# Challenge: scramble and solve using only double moves



## PedroSabioni (Dec 8, 2013)

Has anyone ever tried this? Use only moves like U2, M2, R2, Rw2 to scramble and solve the cube.


----------



## Dapianokid (Dec 8, 2013)

This severely limits the group of states you can solve/scramble to. Adding M2 to the mix is just like doing R2 L2...

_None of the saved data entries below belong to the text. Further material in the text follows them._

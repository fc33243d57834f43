use crate::raster::{rasterize_icon, GeneratedIcon, RasterOptions};
use crate::{IconError, SourceImage, TargetSizeSet};
use anyhow::Result;
use std::sync::atomic::{AtomicBool, Ordering};
use std::sync::Arc;

/// Receives notifications while a batch is generated.
pub trait Progress {
    /// Called after each icon, `done` counts from 1 to `total`.
    fn icon_generated(&mut self, _done: usize, _total: usize, _icon: &GeneratedIcon) {}

    fn batch_finished(&mut self, _batch: &IconBatch) {}

    fn batch_failed(&mut self, _error: &anyhow::Error) {}
}

impl Progress for () {}

/// Shared flag that stops a generation run before its next icon.
#[derive(Clone, Debug, Default)]
pub struct CancelToken(Arc<AtomicBool>);

impl CancelToken {
    pub fn new() -> Self {
        Self::default()
    }

    pub fn cancel(&self) {
        self.0.store(true, Ordering::SeqCst);
    }

    pub fn is_cancelled(&self) -> bool {
        self.0.load(Ordering::SeqCst)
    }
}

/// Icons of one generation run, ordered like the size set they came from.
#[derive(Clone, Debug, Default, Eq, PartialEq)]
pub struct IconBatch {
    icons: Vec<GeneratedIcon>,
}

impl IconBatch {
    pub fn icons(&self) -> &[GeneratedIcon] {
        &self.icons
    }

    pub fn len(&self) -> usize {
        self.icons.len()
    }

    pub fn is_empty(&self) -> bool {
        self.icons.is_empty()
    }

    pub fn get(&self, size: u32) -> Option<&GeneratedIcon> {
        self.icons.iter().find(|icon| icon.size() == size)
    }

    pub fn sizes(&self) -> Vec<u32> {
        self.icons.iter().map(GeneratedIcon::size).collect()
    }

    pub fn iter(&self) -> std::slice::Iter<'_, GeneratedIcon> {
        self.icons.iter()
    }
}

impl<'a> IntoIterator for &'a IconBatch {
    type Item = &'a GeneratedIcon;
    type IntoIter = std::slice::Iter<'a, GeneratedIcon>;

    fn into_iter(self) -> Self::IntoIter {
        self.icons.iter()
    }
}

/// Rasterizes `source` once per size, in order.
///
/// Either every size is produced or an error is returned; partial batches
/// are never handed out. `progress` sees one call per icon and a final
/// `batch_finished` or `batch_failed`.
pub fn generate(
    source: &SourceImage,
    sizes: &TargetSizeSet,
    opts: &RasterOptions,
    progress: &mut dyn Progress,
    cancel: &CancelToken,
) -> Result<IconBatch> {
    match generate_icons(source, sizes, opts, progress, cancel) {
        Ok(batch) => {
            tracing::info!(icons = batch.len(), "generated icon batch");
            progress.batch_finished(&batch);
            Ok(batch)
        }
        Err(err) => {
            progress.batch_failed(&err);
            Err(err)
        }
    }
}

fn generate_icons(
    source: &SourceImage,
    sizes: &TargetSizeSet,
    opts: &RasterOptions,
    progress: &mut dyn Progress,
    cancel: &CancelToken,
) -> Result<IconBatch> {
    let total = sizes.len();
    let mut icons = Vec::with_capacity(total);
    for (i, size) in sizes.iter().enumerate() {
        if cancel.is_cancelled() {
            return Err(IconError::Cancelled.into());
        }
        let icon = rasterize_icon(source, size, opts)?;
        progress.icon_generated(i + 1, total, &icon);
        icons.push(icon);
    }
    Ok(IconBatch { icons })
}

#[cfg(test)]
mod tests {
    use super::*;
    use image::{Rgba, RgbaImage};

    #[derive(Default)]
    struct Recorder {
        icons: Vec<(usize, usize, u32)>,
        finished: Option<usize>,
        failed: bool,
    }

    impl Progress for Recorder {
        fn icon_generated(&mut self, done: usize, total: usize, icon: &GeneratedIcon) {
            self.icons.push((done, total, icon.size()));
        }

        fn batch_finished(&mut self, batch: &IconBatch) {
            self.finished = Some(batch.len());
        }

        fn batch_failed(&mut self, _error: &anyhow::Error) {
            self.failed = true;
        }
    }

    fn source() -> SourceImage {
        SourceImage::from_image(RgbaImage::from_pixel(64, 64, Rgba([40, 80, 120, 255]))).unwrap()
    }

    #[test]
    fn test_progress_per_icon() -> Result<()> {
        let sizes = TargetSizeSet::new(vec![48, 16, 32])?;
        let mut recorder = Recorder::default();
        let batch = generate(
            &source(),
            &sizes,
            &RasterOptions::default(),
            &mut recorder,
            &CancelToken::new(),
        )?;
        assert_eq!(batch.sizes(), vec![48, 16, 32]);
        assert_eq!(recorder.icons, vec![(1, 3, 48), (2, 3, 16), (3, 3, 32)]);
        assert_eq!(recorder.finished, Some(3));
        assert!(!recorder.failed);
        Ok(())
    }

    #[test]
    fn test_cancelled_run_yields_nothing() -> Result<()> {
        let cancel = CancelToken::new();
        cancel.cancel();
        let mut recorder = Recorder::default();
        let err = generate(
            &source(),
            &TargetSizeSet::default(),
            &RasterOptions::default(),
            &mut recorder,
            &cancel,
        )
        .unwrap_err();
        assert!(matches!(err.downcast_ref::<IconError>(), Some(IconError::Cancelled)));
        assert!(recorder.icons.is_empty());
        assert!(recorder.failed);
        assert_eq!(recorder.finished, None);
        Ok(())
    }

    #[test]
    fn test_surface_failure_fails_whole_batch() -> Result<()> {
        let sizes = TargetSizeSet::new(vec![16, crate::MAX_SURFACE_DIM + 1])?;
        let mut recorder = Recorder::default();
        let err = generate(
            &source(),
            &sizes,
            &RasterOptions::default(),
            &mut recorder,
            &CancelToken::new(),
        )
        .unwrap_err();
        assert!(matches!(
            err.downcast_ref::<IconError>(),
            Some(IconError::RasterSurfaceFailure { .. })
        ));
        assert_eq!(recorder.icons.len(), 1);
        assert!(recorder.failed);
        Ok(())
    }

    #[test]
    fn test_lookup_by_size() -> Result<()> {
        let batch = generate(
            &source(),
            &TargetSizeSet::new(vec![20, 10])?,
            &RasterOptions::default(),
            &mut (),
            &CancelToken::new(),
        )?;
        assert_eq!(batch.get(10).map(GeneratedIcon::size), Some(10));
        assert!(batch.get(11).is_none());
        assert_eq!(batch.iter().count(), 2);
        Ok(())
    }
}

You can't misorient the corners or edges, and the permutational possibilities are extremely limited.


----------



## Ollie (Dec 8, 2013)

Breandan Vallance challenged some of us to scramble and solve using only Uw and M, tis pretty fun. Got a decent method for it as well x)


----------



## PedroSabioni (Dec 8, 2013)

Dapianokid said:


> This severely limits the group of states you can solve/scramble to. Adding M2 to the mix is just like doing R2 L2...
> 
> You can't misorient the corners or edges, and the permutational possibilities are extremely limited.

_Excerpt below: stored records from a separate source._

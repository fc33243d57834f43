use crate::IconError;
use anyhow::Result;
use std::collections::HashSet;

/// Icon sizes required by PWA manifests, in display and archive order.
pub const ICON_SIZES: [u32; 8] = [72, 96, 128, 144, 152, 192, 384, 512];

/// File name of the icon for `size`, used both for single downloads and
/// archive entries.
pub fn icon_name(size: u32) -> String {
    format!("icon-{}x{}.png", size, size)
}

/// Ordered set of distinct, positive icon sizes.
#[derive(Clone, Debug, Eq, PartialEq)]
pub struct TargetSizeSet {
    sizes: Vec<u32>,
}

impl TargetSizeSet {
    pub fn new(sizes: Vec<u32>) -> Result<Self> {
        if sizes.is_empty() {
            return Err(IconError::InvalidSizes("expected at least one size".into()).into());
        }
        if sizes.contains(&0) {
            return Err(IconError::InvalidSizes("sizes must be positive".into()).into());
        }
        let mut seen = HashSet::with_capacity(sizes.len());
        for size in &sizes {
            if !seen.insert(*size) {
                return Err(IconError::InvalidSizes(format!("duplicate size {}", size)).into());
            }
        }
        Ok(Self { sizes })
    }

    pub fn sizes(&self) -> &[u32] {
        &self.sizes
    }

    pub fn len(&self) -> usize {
        self.sizes.len()
    }

    pub fn is_empty(&self) -> bool {
        self.sizes.is_empty()
    }

    pub fn iter(&self) -> impl Iterator<Item = u32> + '_ {
        self.sizes.iter().copied()
    }
}

impl Default for TargetSizeSet {
    fn default() -> Self {
        Self {
            sizes: ICON_SIZES.to_vec(),
        }
    }
}
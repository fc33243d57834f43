use crate::{GeneratedIcon, IconBatch, Progress};
use std::time::Instant;

/// Logs one `[i/N] icon-SxS.png [Tms]` line per generated icon.
pub struct TaskRunner {
    now: Instant,
    started: Instant,
    completed: usize,
}

impl TaskRunner {
    pub fn new() -> Self {
        let now = Instant::now();
        Self {
            now,
            started: now,
            completed: 0,
        }
    }

    pub fn completed(&self) -> usize {
        self.completed
    }
}

impl Default for TaskRunner {
    fn default() -> Self {
        Self::new()
    }
}

impl Progress for TaskRunner {
    fn icon_generated(&mut self, done: usize, total: usize, icon: &GeneratedIcon) {
        let time = self.now.elapsed();
        tracing::info!(
            "[{}/{}] {} [{}ms]",
            done,
            total,
            icon.file_name(),
            time.as_millis()
        );
        self.completed = done;
        self.now = Instant::now();
    }

    fn batch_finished(&mut self, batch: &IconBatch) {
        tracing::info!(
            "generated {} icon sizes [{}ms]",
            batch.len(),
            self.started.elapsed().as_millis()
        );
    }

    fn batch_failed(&mut self, error: &anyhow::Error) {
        tracing::error!(
            "[ERROR] icon generation failed after {} icons: {:#}",
            self.completed,
            error
        );
    }
}
use crate::{RasterOptions, TargetSizeSet, ARCHIVE_NAME, ICON_SIZES};
use anyhow::Result;
use iconcommon::{Filter, ZipFileOptions};
use serde::Deserialize;
use std::path::Path;

/// Icon generation settings, usually read from a yaml file:
///
/// ```yaml
/// sizes: [72, 96, 128, 144, 152, 192, 384, 512]
/// filter: lanczos3
/// shadow: false
/// compression: stored
/// archive-name: icons.zip
/// ```
#[derive(Clone, Debug, Deserialize, PartialEq)]
#[serde(default, deny_unknown_fields, rename_all = "kebab-case")]
pub struct IconConfig {
    pub sizes: Vec<u32>,
    pub filter: Filter,
    pub shadow: bool,
    pub optimize: bool,
    pub compression: ZipFileOptions,
    pub archive_name: String,
}

impl Default for IconConfig {
    fn default() -> Self {
        Self {
            sizes: ICON_SIZES.to_vec(),
            filter: Filter::default(),
            shadow: true,
            optimize: true,
            compression: ZipFileOptions::default(),
            archive_name: ARCHIVE_NAME.to_string(),
        }
    }
}

impl IconConfig {
    pub fn parse<P: AsRef<Path>>(path: P) -> Result<Self> {
        if !path.as_ref().exists() {
            return Ok(Default::default());
        }
        let contents = std::fs::read_to_string(path.as_ref())?;
        contents.parse()
    }

    pub fn target_sizes(&self) -> Result<TargetSizeSet> {
        TargetSizeSet::new(self.sizes.clone())
    }

    pub fn raster_options(&self) -> RasterOptions {
        RasterOptions {
            filter: self.filter,
            shadow: self.shadow,
            optimize: self.optimize,
        }
    }
}

impl std::str::FromStr for IconConfig {
    type Err = anyhow::Error;

    fn from_str(contents: &str) -> Result<Self> {
        if contents.trim().is_empty() {
            return Ok(Default::default());
        }
        Ok(serde_yaml::from_str(contents)?)
    }
}
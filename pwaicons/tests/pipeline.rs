use anyhow::Result;
use image::{Rgba, RgbaImage};
use pwaicons::{
    assemble, IconBatch, IconConfig, IconError, Session, SourceImage, TaskRunner, ZipFileOptions,
    ICON_SIZES,
};
use std::io::{Cursor, Read};
use zip::ZipArchive;

fn gradient(width: u32, height: u32) -> RgbaImage {
    RgbaImage::from_fn(width, height, |x, y| {
        let r = (255 * x / width.max(1)) as u8;
        let g = (255 * y / height.max(1)) as u8;
        Rgba([r, g, 128, 255])
    })
}

fn session_with(img: RgbaImage) -> Result<Session> {
    let mut session = Session::new(&IconConfig::default())?;
    session.load(SourceImage::from_image(img)?);
    Ok(session)
}

fn assert_dimensions(batch: &IconBatch) -> Result<()> {
    for icon in batch {
        let decoded = image::load_from_memory(icon.png())?;
        assert_eq!((decoded.width(), decoded.height()), (icon.size(), icon.size()));
    }
    Ok(())
}

#[test]
fn test_generate_and_package_512() -> Result<()> {
    let mut session = session_with(gradient(512, 512))?;
    let mut runner = TaskRunner::new();
    let batch = session.generate(&mut runner)?.clone();
    assert_eq!(runner.completed(), 8);
    assert_eq!(batch.sizes(), ICON_SIZES.to_vec());
    assert_dimensions(&batch)?;

    let archive = session.archive()?;
    assert_eq!(archive.name(), "pwa-icons.zip");
    let mut zip = ZipArchive::new(Cursor::new(archive.bytes()))?;
    assert_eq!(zip.len(), batch.len());
    for (i, size) in ICON_SIZES.iter().enumerate() {
        let mut file = zip.by_index(i)?;
        assert_eq!(file.name(), format!("icon-{}x{}.png", size, size));
        let mut contents = vec![];
        file.read_to_end(&mut contents)?;
        assert_eq!(contents, batch.icons()[i].png());
        let decoded = image::load_from_memory(&contents)?;
        assert_eq!((decoded.width(), decoded.height()), (*size, *size));
    }
    Ok(())
}

#[test]
fn test_non_square_source() -> Result<()> {
    let mut session = session_with(gradient(300, 97))?;
    let batch = session.generate(&mut ())?;
    assert_eq!(batch.len(), ICON_SIZES.len());
    assert_dimensions(batch)
}

#[test]
fn test_single_pixel_source() -> Result<()> {
    let mut session = session_with(RgbaImage::from_pixel(1, 1, Rgba([0, 200, 100, 255])))?;
    let batch = session.generate(&mut ())?;
    assert_eq!(batch.sizes(), ICON_SIZES.to_vec());
    assert_dimensions(batch)
}

#[test]
fn test_zero_dimension_source_is_rejected() {
    let err = SourceImage::from_image(RgbaImage::new(0, 64)).unwrap_err();
    assert!(matches!(
        err.downcast_ref::<IconError>(),
        Some(IconError::EmptySource { .. })
    ));
}

#[test]
fn test_generate_is_idempotent() -> Result<()> {
    let mut translucent = gradient(64, 40);
    translucent.put_pixel(3, 3, Rgba([10, 10, 10, 0]));
    let mut session = session_with(translucent)?;
    let first = session.generate(&mut ())?.clone();
    let second = session.generate(&mut ())?.clone();
    assert_eq!(first.sizes(), second.sizes());
    for (a, b) in first.iter().zip(second.iter()) {
        let a = image::load_from_memory(a.png())?.to_rgba8();
        let b = image::load_from_memory(b.png())?.to_rgba8();
        assert_eq!(a, b);
    }
    assert_eq!(
        assemble(&first, ZipFileOptions::Compressed)?,
        assemble(&second, ZipFileOptions::Compressed)?
    );
    Ok(())
}

#[test]
fn test_generate_without_source() -> Result<()> {
    let mut session = Session::new(&IconConfig::default())?;
    let err = session.generate(&mut ()).unwrap_err();
    assert!(matches!(
        err.downcast_ref::<IconError>(),
        Some(IconError::InputMissing)
    ));
    assert!(session.batch().is_none());
    Ok(())
}

#[test]
fn test_upload_png_bytes() -> Result<()> {
    let mut png = vec![];
    image::DynamicImage::ImageRgba8(gradient(128, 128))
        .write_to(&mut Cursor::new(&mut png), image::ImageFormat::Png)?;
    let mut session = Session::new(&IconConfig {
        sizes: vec![96, 72],
        ..Default::default()
    })?;
    session.load_bytes(&png)?;
    let batch = session.generate(&mut ())?;
    assert_eq!(batch.sizes(), vec![96, 72]);
    Ok(())
}
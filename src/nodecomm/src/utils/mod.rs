pub mod resolve;
pub mod semaphore;

pub use resolve::{resolve, Family, ResolveError, ResolvedAddress};
pub use semaphore::Semaphore;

Yeah, for sure, but there still is a lot of possible combinations and it is pretty difficult to solve! I haven't succeeded yet


----------



## Kirjava (Dec 8, 2013)

As far as restricted movegroup solving goes, this is very easy.

Try <U,r>


----------



## Tim Major (Dec 8, 2013)

Pretty sure a good Roux solver would average very fast with this. I can consistently sub 10 with CFOP for this, but Roux is more suited to this subset.

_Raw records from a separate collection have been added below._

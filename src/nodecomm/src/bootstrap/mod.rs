pub mod task;

use std::fmt;
use std::net::SocketAddr;
use std::time::Duration;

use thiserror::Error;

use crate::utils::resolve::ResolveError;

pub use task::{connect, coordinator_address, listen, with_server_client};

#[derive(Clone, Copy, Debug, PartialEq, Eq)]
pub enum Role {
    Coordinator,
    Worker,
}

impl fmt::Display for Role {
    fn fmt(&self, f: &mut fmt::Formatter<'_>) -> fmt::Result {
        match self {
            Role::Coordinator => f.write_str("coordinator"),
            Role::Worker => f.write_str("worker"),
        }
    }
}

#[derive(Debug, Error)]
pub enum BootstrapError {
    #[error("Address resolution failed: {0}")]
    Resolve(#[from] ResolveError),
    #[error("Job node list is empty")]
    EmptyNodeList,
    #[error("No usable address for coordinator node {0}")]
    NoCoordinatorAddress(String),
    #[error("Failed to create {role} socket: {source}")]
    Socket {
        role: Role,
        #[source]
        source: std::io::Error,
    },
    #[error("Failed to bind {role} socket to {addr}: {source}")]
    Bind {
        role: Role,
        addr: SocketAddr,
        #[source]
        source: std::io::Error,
    },
    #[error("Failed to listen on coordinator socket: {0}")]
    Listen(#[source] std::io::Error),
    #[error(
        "Failed to connect to coordinator at {addr} within {timeout:?} after {attempts} attempts: {source}"
    )]
    ConnectTimeout {
        addr: SocketAddr,
        timeout: Duration,
        attempts: u64,
        #[source]
        source: std::io::Error,
    },
    #[error("Failed to spawn {role} thread: {source}")]
    Spawn {
        role: Role,
        #[source]
        source: std::io::Error,
    },
}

<M,Uw> was posted in random discussion thread ages ago. That's a more fun one.


----------



## stoic (Dec 8, 2013)

Kirjava said:


> As far as restricted movegroup solving goes, this is very easy.
> 
> Try <U,r>





Spoiler



http://www.speedsolving.com/forum/s...pt-Idea-Thread&p=848083&viewfull=1#post848083


----------



## Stefan (Dec 9, 2013)

Tim Major said:


> Pretty sure a good Roux solver would average very fast with this. I can consistently sub 10 with CFOP for this, but Roux is more suited to this subset.



Which one do you mean? I suspect Kirjava's and that you're thinking r=M instead of r=Rw which he probably meant.


----------



## Tim Major (Dec 9, 2013)

Stefan said:


> Which one do you mean? I suspect Kirjava's and that you're thinking r=M instead of r=Rw which he probably meant.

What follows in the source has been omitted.